A novel by Cynthia Kadohata that won the Newbery Medal for Children's Literature in 2005.
Taking place in the 1950s, the story revolves around Katie Takeshima, a Japanese-American girl who looks up to her sister, Lynn, because she reminds Katie to always look at the bright side of life by knowing that the future is always glittering: kira-kira. After her parents move from Iowa to Georgia to get jobs at chicken hatcheries, Lynn develops anemia and later lymphoma.
Kira-Kira provides examples of:
- Aloof Big Sister: Downplayed, but Lynn, as she enters her teens, makes a new friend, is interested in boys, and so spends less time with Katie.
- Always Someone Better: Lynn plays this to Katie, as the former gets straight "A's", while the latter gets "C's"
- Awful Truth: Katie being woken up to be told that Lynn passed away.
- Beauty = Goodness: Hank Garvin, one of the few whites in the story who don't discriminate against the Takeshima family and the man who drives Sammy to the hospital after getting stuck in a bear trap. He's so handsome, Katie even forgets why she's knocking at his door.

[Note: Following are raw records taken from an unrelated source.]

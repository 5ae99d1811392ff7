//! HTML site generation.
//!
//! Walks the store depth-first from a fixed list of root category ids and
//! emits one document per visited node plus a single index document.
//!
//! ## Output Structure
//!
//! ```text
//! docs/
//! ├── index.html           # Root category table
//! ├── style.css            # Shared stylesheet (copied by the CLI)
//! ├── category/6.html      # One per rendered category
//! ├── group/25.html        # One per group under a rendered category
//! └── type/587.html        # One per type under a rendered group
//! ```
//!
//! ## Pages
//!
//! - Category and group pages are tables with one row per child: a link on
//!   the child's numeric id, then the child's name resolved for every
//!   supported locale.
//! - Type pages are detail tables: one row per supported locale with the
//!   resolved name and description.
//!
//! Documents are named by numeric id, and links use the same id — the two
//! must never diverge, so both go through [`locales_table`]'s prefix + id
//! convention.
//!
//! ## HTML Generation
//!
//! Uses [maud](https://maud.lambda.xyz/) for compile-time HTML templating.
//! Locale text is interpolated with `PreEscaped`: source data passes through
//! to the page verbatim, unescaped, exactly as stored.

use crate::locale::{self, DecodeError, Locale, Localized};
use crate::page::PageWriter;
use crate::store::{Category, Group, Store, StoreError, Type};
use maud::{Markup, PreEscaped, html};
use thiserror::Error;

#[derive(Error, Debug)]
pub enum RenderError {
    #[error("IO error: {0}")]
    Io(#[from] std::io::Error),
    #[error("store error: {0}")]
    Store(#[from] StoreError),
    #[error("decode error: {0}")]
    Decode(#[from] DecodeError),
}

/// One child entry in a non-leaf table: the link id plus the child's name
/// resolved for every supported locale.
struct LinkRow {
    id: i64,
    name: Localized,
}

/// Render the whole site: every root category, its descendants, and the
/// index document. Any failure aborts the run; documents already written
/// stay on disk.
pub fn render_site(
    store: &Store,
    writer: &PageWriter,
    roots: &[i64],
    site_title: &str,
) -> Result<(), RenderError> {
    let mut rows = Vec::new();
    for &id in roots {
        let category = store.category(id)?;
        let name = locale::decode(&category.name)?;
        render_category(store, writer, name.primary(), &category)?;
        rows.push(LinkRow { id, name });
    }
    writer.write("index", site_title, locales_table("./category/", &rows))?;
    println!("Generated index.html ({} root categories)", roots.len());
    Ok(())
}

fn render_category(
    store: &Store,
    writer: &PageWriter,
    title: &str,
    category: &Category,
) -> Result<(), RenderError> {
    let mut rows = Vec::new();
    for group in store.child_groups(category)? {
        let name = locale::decode(&group.name)?;
        render_group(store, writer, name.primary(), &group)?;
        rows.push(LinkRow { id: group.id, name });
    }
    writer.write(
        &format!("category/{}", category.id),
        title,
        locales_table("../group/", &rows),
    )?;
    Ok(())
}

fn render_group(
    store: &Store,
    writer: &PageWriter,
    title: &str,
    group: &Group,
) -> Result<(), RenderError> {
    let mut rows = Vec::new();
    for ty in store.child_types(group)? {
        let name = locale::decode(&ty.name)?;
        render_type(writer, name.primary(), &ty)?;
        rows.push(LinkRow { id: ty.id, name });
    }
    writer.write(
        &format!("group/{}", group.id),
        title,
        locales_table("../type/", &rows),
    )?;
    Ok(())
}

/// Leaf document: per-locale name and description, no further recursion.
fn render_type(writer: &PageWriter, title: &str, ty: &Type) -> Result<(), RenderError> {
    let names = locale::decode(&ty.name)?;
    let descriptions = locale::decode(&ty.description)?;

    let table = html! {
        table {
            tr { th {} th { "Name" } th { "Description" } }
            @for l in Locale::ALL {
                tr {
                    td { (l.label()) }
                    td { (PreEscaped(names.get(l))) }
                    td { (PreEscaped(descriptions.get(l))) }
                }
            }
        }
    };
    writer.write(&format!("type/{}", ty.id), title, table)?;
    Ok(())
}

/// Child table for category, group, and index pages. Each row links the
/// child's numeric id to `<prefix><id>.html` and shows the name for every
/// supported locale, in [`Locale::ALL`] column order.
fn locales_table(prefix: &str, rows: &[LinkRow]) -> Markup {
    html! {
        table {
            tr {
                th { "ID" }
                @for l in Locale::ALL { th { (l.label()) } }
            }
            @for row in rows {
                tr {
                    td { a href={ (prefix) (row.id) ".html" } { (row.id) } }
                    @for l in Locale::ALL { td { (PreEscaped(row.name.get(l))) } }
                }
            }
        }
    }
}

- Bittersweet Ending: Lynn passes away, and, after being fired, Masao resolves to move his family to another hatchery in Missouri. Before they go, to cheer up the family opts for vacation, where Katy suggest they California, where her sister's dream house would have been. When she's on the beach, Katie hears Lynn's voice in the waves saying, "Kira-kira! Kira-kira!"
- Break the Cutie: Lynn, due to her illnesses. At first, she seems to have a remission when her family moves into a new house but then things start going downhill after Sammy gets stuck in animal trap. After that stressful event, as her health starts getting worse and worse, her cheerful demeanor goes along with it. She dies shortly after.
- Child Prodigy: Lynn can beat her Uncle Katsuhisa, a self-proclaimed chess grand master, at his own game.
- Coming-of-Age Story: Much of the story is Katie learning to be sensible and independent in light of her sister's illness and later on death.
- Death by Newbery Medal: Lynn
- Deep South: The family moves to Georgia
- Dying Wish: Lynn's wish was to for Katie to get good grades, go to college, and take care of Mom, Dad, and Sammy.
- The '50s: Mid to late 50s, specifically the store the family owns goes out of business in 1956.
- Flower Motifs: At Lynn's burial. Most of the mourner's throw roses into her grave, while Uncle Katsuhisa throws a yellow daisy and Katie a cosmos. Dad throws a white rose as a symbol of royalty and innocence.
- Foregone Conclusion: When Lynn is diagnosed with cancer. If one remembers what time period the novel takes place in, it takes no guess as to what her prognosis is.
- Hatsuyume: Mentioned. Katie talks about writing down her first dream of the new year as well as watching the sunrise with other families. Unfortunately,Lynn's death deprives her of good sleep for one.
- Ill Girl: Lynn, who is at first diagnosed as being anemic and then she's later on diagnosed with lymphoma. Her being sick adds more conflict to the plot.
- Innocent Prodigy: Lynn.
- Leaning on the Fourth Wall: "It seemed that at this moment I was inside a story. This was the story of my life, and I did not know what any of it meant."
- Motor Mouth: Uncle Katsuhisa is a fast talker
- The Pollyanna: Lynn is quite cheerful and positive, even when she first gets sick. This changes as her illness gets worse.
- The Stoic: Masao Takeshima, Lynn and Katie's dad. He's compared to the sea on a windless day, calm and mild. Naturally, him wrecking Mr. Lyndon's car after he's had enough Lynn's death and medical bills and Sammy's injury is a major Out-of-Character Moment
- Even when he's apologizing for said Out-of-Character Moment and subsequently fired for it, he still maintains his dignity. Katie is quite impressed by this.